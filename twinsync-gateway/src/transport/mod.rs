//! Abstract device transports.
//!
//! Sessions never speak a concrete wire dialect; they drive one of the
//! trait objects below. The robot side is line-oriented (commands out,
//! response lines in); the PLC side is a batch tag read. Connectors
//! produce fresh transports so the supervisor can destroy and rebuild
//! the connection on every reconnect.

mod plc;
mod robot;

pub use plc::{SimPlcBank, SimPlcConnector, SimPlcTransport};
pub use robot::{SimRobotConnector, SimRobotDevice, TcpRobotConnector};

use async_trait::async_trait;
use std::collections::BTreeMap;
use thiserror::Error;

use twinsync_core::{PlanItem, PlcValue};

#[derive(Error, Debug)]
pub enum TransportError {
    #[error("i/o error: {0}")]
    Io(#[from] std::io::Error),
    #[error("connect to {addr} failed: {source}")]
    Connect {
        addr: String,
        #[source]
        source: std::io::Error,
    },
    #[error("connect to {0} timed out")]
    ConnectTimeout(String),
    #[error("connection closed by peer")]
    Closed,
}

/// Line-oriented channel to one robot controller.
#[async_trait]
pub trait RobotTransport: Send {
    async fn send_line(&mut self, line: &str) -> Result<(), TransportError>;
    async fn read_line(&mut self) -> Result<String, TransportError>;
    /// Tear the connection down; failures are not reported, cleanup
    /// must be total.
    async fn close(&mut self);
}

/// Builds a fresh [`RobotTransport`] per (re)connect attempt.
#[async_trait]
pub trait RobotConnector: Send + Sync {
    async fn connect(&self) -> Result<Box<dyn RobotTransport>, TransportError>;
}

/// Batch tag reader for one PLC.
///
/// The transport owns expansion: an item with `expand = "udt"` resolves
/// the tag's member list into a [`PlcValue::Struct`]; a path carrying an
/// `[a..b]` range reads each index and returns a [`PlcValue::Array`].
/// The returned map is keyed by each item's path exactly as requested.
#[async_trait]
pub trait PlcTransport: Send {
    async fn read(
        &mut self,
        items: &[PlanItem],
    ) -> Result<BTreeMap<String, PlcValue>, TransportError>;
    async fn close(&mut self);
}

/// Builds a fresh [`PlcTransport`] per (re)connect attempt.
#[async_trait]
pub trait PlcConnector: Send + Sync {
    async fn connect(&self) -> Result<Box<dyn PlcTransport>, TransportError>;
}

Task to carry out: Only the lines above that hold "self" are wanted. Show every one of them.

Result:
    async fn send_line(&mut self, line: &str) -> Result<(), TransportError>;
    async fn read_line(&mut self) -> Result<String, TransportError>;
    async fn close(&mut self);
    async fn connect(&self) -> Result<Box<dyn RobotTransport>, TransportError>;
        &mut self,
    async fn close(&mut self);
    async fn connect(&self) -> Result<Box<dyn PlcTransport>, TransportError>;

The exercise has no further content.